[Collected data entries]

use std::sync::atomic::{AtomicU64, Ordering};

/// What happened to one allocation record (or stack) during a pass.
#[derive(Debug, Clone, Copy, PartialEq, Eq, Hash)]
#[repr(u8)]
pub enum ScanOutcome {
    /// Record passed the filters and was folded into a stack aggregate.
    Included = 0,
    /// Record was younger than the minimum age.
    TooYoung = 1,
    /// Stack capture failed in the instrumentation (negative stack id).
    NoStack = 2,
    /// Stack id had no trace left in the stack table.
    StackLost = 3,
}

/// Number of [`ScanOutcome`] variants, used for array sizing.
pub const SCAN_OUTCOMES: usize = 4;

impl ScanOutcome {
    /// Returns the log/metric label name.
    pub const fn as_str(self) -> &'static str {
        match self {
            Self::Included => "included",
            Self::TooYoung => "too_young",
            Self::NoStack => "no_stack",
            Self::StackLost => "stack_lost",
        }
    }

    pub fn from_u8(v: u8) -> Option<Self> {
        match v {
            0 => Some(Self::Included),
            1 => Some(Self::TooYoung),
            2 => Some(Self::NoStack),
            3 => Some(Self::StackLost),
            _ => None,
        }
    }

    pub const fn all() -> &'static [Self] {
        &[
            Self::Included,
            Self::TooYoung,
            Self::NoStack,
            Self::StackLost,
        ]
    }
}

/// Lock-free per-outcome counters.
///
/// `snapshot()` reads and resets all counters, so each call reports the
/// activity since the previous one.
pub struct ScanStats {
    counts: [AtomicU64; SCAN_OUTCOMES],
}

impl ScanStats {
    /// Create a new zeroed ScanStats.
    pub fn new() -> Self {
        Self {
            counts: std::array::from_fn(|_| AtomicU64::new(0)),
        }
    }

    /// Increment the counter for the given outcome by one.
    pub fn record(&self, outcome: ScanOutcome) {
        self.record_n(outcome, 1);
    }

    /// Increment the counter for the given outcome by n.
    pub fn record_n(&self, outcome: ScanOutcome, n: u64) {
        if let Some(counter) = self.counts.get(outcome as usize) {
            counter.fetch_add(n, Ordering::Relaxed);
        }
    }

    /// Read and reset all counters, returning only non-zero entries.
    pub fn snapshot(&self) -> Vec<(ScanOutcome, u64)> {
        let mut result = Vec::new();

        for (i, counter) in self.counts.iter().enumerate() {
            let v = counter.swap(0, Ordering::Relaxed);
            if v > 0 {
                if let Some(outcome) = ScanOutcome::from_u8(i as u8) {
                    result.push((outcome, v));
                }
            }
        }

        result
    }
}

impl Default for ScanStats {
    fn default() -> Self {
        Self::new()
    }
}

#[cfg(test)]
mod tests {
    use super::*;

    fn count_of(snap: &[(ScanOutcome, u64)], outcome: ScanOutcome) -> Option<u64> {
        snap.iter().find(|(o, _)| *o == outcome).map(|(_, v)| *v)
    }

    #[test]
    fn test_record_and_snapshot() {
        let stats = ScanStats::new();
        stats.record(ScanOutcome::Included);
        stats.record(ScanOutcome::Included);
        stats.record(ScanOutcome::TooYoung);

        let snap = stats.snapshot();
        assert_eq!(snap.len(), 2);
        assert_eq!(count_of(&snap, ScanOutcome::Included), Some(2));
        assert_eq!(count_of(&snap, ScanOutcome::TooYoung), Some(1));
    }

    #[test]
    fn test_snapshot_resets_counters() {
        let stats = ScanStats::new();
        stats.record(ScanOutcome::StackLost);

        assert_eq!(stats.snapshot().len(), 1);
        assert!(stats.snapshot().is_empty());
    }

    #[test]
    fn test_record_n() {
        let stats = ScanStats::new();
        stats.record_n(ScanOutcome::NoStack, 42);

        let snap = stats.snapshot();
        assert_eq!(count_of(&snap, ScanOutcome::NoStack), Some(42));
    }

    #[test]
    fn test_outcome_round_trip_through_u8() {
        for outcome in ScanOutcome::all() {
            assert_eq!(ScanOutcome::from_u8(*outcome as u8), Some(*outcome));
        }
        assert_eq!(ScanOutcome::from_u8(SCAN_OUTCOMES as u8), None);
    }
}
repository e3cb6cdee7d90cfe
//! Per-interval snapshot record and its JSON persistence.

use std::fs;
use std::io::{BufWriter, Write};
use std::path::{Path, PathBuf};

use anyhow::{Context, Result};
use serde::{Deserialize, Serialize};

use crate::aggregate::combined::CombinedStats;
use crate::aggregate::kernel_cache::KernelCacheEntry;
use crate::aggregate::outstanding::StackAggregate;
use crate::aggregate::syscall::SyscallEntry;

/// Everything one aggregation pass produced.
#[derive(Debug, Clone, PartialEq, Serialize, Deserialize)]
pub struct Snapshot {
    /// Wall-clock milliseconds since the Unix epoch.
    pub time_ms: u64,
    pub stats: CombinedStats,
    pub outstanding: Vec<StackAggregate>,
    /// `null` when no cache is leaking.
    pub kernel_caches: Option<Vec<KernelCacheEntry>>,
    pub syscalls: Vec<SyscallEntry>,
}

impl Snapshot {
    pub fn compose(
        time_ms: u64,
        stats: CombinedStats,
        outstanding: Vec<StackAggregate>,
        kernel_caches: Option<Vec<KernelCacheEntry>>,
        syscalls: Vec<SyscallEntry>,
    ) -> Self {
        Self {
            time_ms,
            stats,
            outstanding,
            kernel_caches,
            syscalls,
        }
    }

    /// Load a snapshot previously written by [`SnapshotWriter`].
    pub fn read(path: &Path) -> Result<Self> {
        let data =
            fs::read(path).with_context(|| format!("reading snapshot {}", path.display()))?;
        serde_json::from_slice(&data)
            .with_context(|| format!("parsing snapshot {}", path.display()))
    }

    /// File name this snapshot is stored under.
    pub fn file_name(&self) -> String {
        format!("{}.json", self.time_ms)
    }
}

/// Writes snapshots as `<time_ms>.json` into one directory.
#[derive(Debug, Clone)]
pub struct SnapshotWriter {
    dir: PathBuf,
}

impl SnapshotWriter {
    pub fn new(dir: impl Into<PathBuf>) -> Self {
        Self { dir: dir.into() }
    }

    pub fn dir(&self) -> &Path {
        &self.dir
    }

    /// Create the snapshot directory if it does not exist yet.
    pub fn ensure_dir(&self) -> Result<()> {
        fs::create_dir_all(&self.dir)
            .with_context(|| format!("creating snapshot directory {}", self.dir.display()))
    }

    /// Persist one snapshot. A file with the same timestamp is replaced.
    pub fn write(&self, snapshot: &Snapshot) -> Result<PathBuf> {
        self.ensure_dir()?;

        let path = self.dir.join(snapshot.file_name());
        let file = fs::File::create(&path)
            .with_context(|| format!("creating snapshot file {}", path.display()))?;

        let mut w = BufWriter::new(file);
        serde_json::to_writer(&mut w, snapshot)
            .with_context(|| format!("writing snapshot {}", path.display()))?;
        w.flush()
            .with_context(|| format!("flushing snapshot {}", path.display()))?;

        tracing::debug!(path = %path.display(), "snapshot written");

        Ok(path)
    }
}
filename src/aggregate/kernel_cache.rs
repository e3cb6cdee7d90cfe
//! Slab caches holding more than they released.

use std::sync::Arc;

use serde::{Deserialize, Serialize};

use crate::tracer::KernelCacheTable;

use super::topk;

#[derive(Debug, Clone, PartialEq, Eq, Serialize, Deserialize)]
pub struct KernelCacheEntry {
    pub name: String,
    pub alloc_count: u64,
    pub free_count: u64,
    pub alloc_size: u64,
    pub free_size: u64,
}

impl KernelCacheEntry {
    pub fn net_size(&self) -> i64 {
        self.alloc_size.wrapping_sub(self.free_size) as i64
    }

    pub fn net_count(&self) -> i64 {
        self.alloc_count.wrapping_sub(self.free_count) as i64
    }
}

pub struct KernelCacheAggregator {
    caches: Arc<dyn KernelCacheTable>,
    top: usize,
}

impl KernelCacheAggregator {
    pub fn new(caches: Arc<dyn KernelCacheTable>, top: usize) -> Self {
        Self { caches, top }
    }

    /// Caches with positive net size, the `top` largest in ascending order.
    /// `None` when no cache is leaking.
    pub fn collect(&self) -> Option<Vec<KernelCacheEntry>> {
        let leaking: Vec<KernelCacheEntry> = self
            .caches
            .cache_counters()
            .into_iter()
            .filter(|c| c.is_leaking())
            .map(|c| KernelCacheEntry {
                name: c.name,
                alloc_count: c.alloc_count,
                free_count: c.free_count,
                alloc_size: c.alloc_size,
                free_size: c.free_size,
            })
            .collect();

        let top = topk::select(leaking, KernelCacheEntry::net_size, self.top);
        (!top.is_empty()).then_some(top)
    }
}
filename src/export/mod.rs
pub mod health;
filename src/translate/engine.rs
//! Inference engine abstraction and model lifecycle control

use async_trait::async_trait;
use serde::{Deserialize, Serialize};
use std::path::PathBuf;
use std::sync::Arc;
use thiserror::Error;
use tracing::{debug, error, info, warn};

use super::readiness::{ModelRegistry, ModelState};

/// Errors reported by an inference engine
#[derive(Debug, Error)]
pub enum EngineError {
    #[error("model '{0}' is not available")]
    ModelNotFound(String),
    #[error("model file {0:?} does not exist")]
    MissingModelFile(PathBuf),
    #[error("inference server unreachable: {0}")]
    Unreachable(String),
    #[error("inference failed: {0}")]
    Inference(String),
    #[error("malformed response: {0}")]
    Protocol(String),
}

/// Model selection parameters passed to the service at start time
#[derive(Debug, Clone, PartialEq, Eq, Serialize, Deserialize)]
pub struct ModelSpec {
    /// Name used by the inference engine
    pub name: String,
    /// Model version label
    pub version: String,
    /// Local storage path of the model weights, if any
    pub path: Option<PathBuf>,
    /// Size of the weights in bytes
    pub size_bytes: u64,
    /// Whether the user imported the weights from a local file
    pub imported: bool,
    /// Whether the model accepts image input
    pub supports_image: bool,
}

impl ModelSpec {
    pub fn new(name: impl Into<String>) -> Self {
        Self {
            name: name.into(),
            version: "_".to_string(),
            path: None,
            size_bytes: 0,
            imported: false,
            supports_image: false,
        }
    }

    /// Model used when the caller supplies no selection
    pub fn placeholder() -> Self {
        Self {
            name: "gemma3n:e2b".to_string(),
            version: "internal".to_string(),
            ..Self::new("")
        }
    }
}

/// An external engine that can load a model and generate text with it
#[async_trait]
pub trait InferenceEngine: Send + Sync {
    /// Prepare a session for `model`
    async fn load(&self, model: &ModelSpec) -> Result<(), EngineError>;

    /// Run one generation and return the full response text
    async fn generate(&self, model: &ModelSpec, prompt: &str) -> Result<String, EngineError>;

    /// Release the session of `model`
    async fn unload(&self, model: &ModelSpec) -> Result<(), EngineError>;
}

/// Drives model readiness transitions on top of an engine
#[derive(Clone)]
pub struct ModelController {
    engine: Arc<dyn InferenceEngine>,
    registry: ModelRegistry,
}

impl ModelController {
    pub fn new(engine: Arc<dyn InferenceEngine>, registry: ModelRegistry) -> Self {
        Self { engine, registry }
    }

    pub fn registry(&self) -> &ModelRegistry {
        &self.registry
    }

    pub fn engine(&self) -> &Arc<dyn InferenceEngine> {
        &self.engine
    }

    /// Initialize `model`, ending in `Initialized` or `Error`.
    ///
    /// A call made while another initialization of the same model is in
    /// flight returns immediately.
    pub async fn initialize(&self, model: &ModelSpec) -> ModelState {
        if !self.registry.begin_initializing(&model.name) {
            debug!("Model '{}' is already initializing", model.name);
            return ModelState::Initializing;
        }
        info!("Initializing model '{}' (version {})", model.name, model.version);
        debug!(
            "Model '{}': imported={}, image input={}, {} bytes",
            model.name, model.imported, model.supports_image, model.size_bytes
        );

        if model.imported {
            if let Some(path) = &model.path {
                if !path.exists() {
                    let message = EngineError::MissingModelFile(path.clone()).to_string();
                    error!("Model '{}' initialization failed: {}", model.name, message);
                    let state = ModelState::Error(message);
                    self.registry.set(&model.name, state.clone());
                    return state;
                }
            }
        }

        let state = match self.engine.load(model).await {
            Ok(()) => {
                info!("Model '{}' is initialized", model.name);
                ModelState::Initialized
            }
            Err(e) => {
                error!("Model '{}' initialization failed: {}", model.name, e);
                ModelState::Error(e.to_string())
            }
        };
        self.registry.set(&model.name, state.clone());
        state
    }

    /// Release the engine session and mark the model `NotInitialized`
    pub async fn cleanup(&self, model: &ModelSpec) {
        if let Err(e) = self.engine.unload(model).await {
            warn!("Failed to unload model '{}': {}", model.name, e);
        }
        self.registry.set(&model.name, ModelState::NotInitialized);
        debug!("Model '{}' cleaned up", model.name);
    }
}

§ **WORK INSTRUCTIONS**
In the data above, find the line with "pub struct ScanStats" and the line with "fn count_of(snap: &[(ScanOutcome, u64)], outcome: ScanOutcome)". Retype both, plus every line between them, exactly.

§ **RESPONSE TO THE EXERCISE**
pub struct ScanStats {
    counts: [AtomicU64; SCAN_OUTCOMES],
}

impl ScanStats {
    /// Create a new zeroed ScanStats.
    pub fn new() -> Self {
        Self {
            counts: std::array::from_fn(|_| AtomicU64::new(0)),
        }
    }

    /// Increment the counter for the given outcome by one.
    pub fn record(&self, outcome: ScanOutcome) {
        self.record_n(outcome, 1);
    }

    /// Increment the counter for the given outcome by n.
    pub fn record_n(&self, outcome: ScanOutcome, n: u64) {
        if let Some(counter) = self.counts.get(outcome as usize) {
            counter.fetch_add(n, Ordering::Relaxed);
        }
    }

    /// Read and reset all counters, returning only non-zero entries.
    pub fn snapshot(&self) -> Vec<(ScanOutcome, u64)> {
        let mut result = Vec::new();

        for (i, counter) in self.counts.iter().enumerate() {
            let v = counter.swap(0, Ordering::Relaxed);
            if v > 0 {
                if let Some(outcome) = ScanOutcome::from_u8(i as u8) {
                    result.push((outcome, v));
                }
            }
        }

        result
    }
}

impl Default for ScanStats {
    fn default() -> Self {
        Self::new()
    }
}

#[cfg(test)]
mod tests {
    use super::*;

    fn count_of(snap: &[(ScanOutcome, u64)], outcome: ScanOutcome) -> Option<u64> {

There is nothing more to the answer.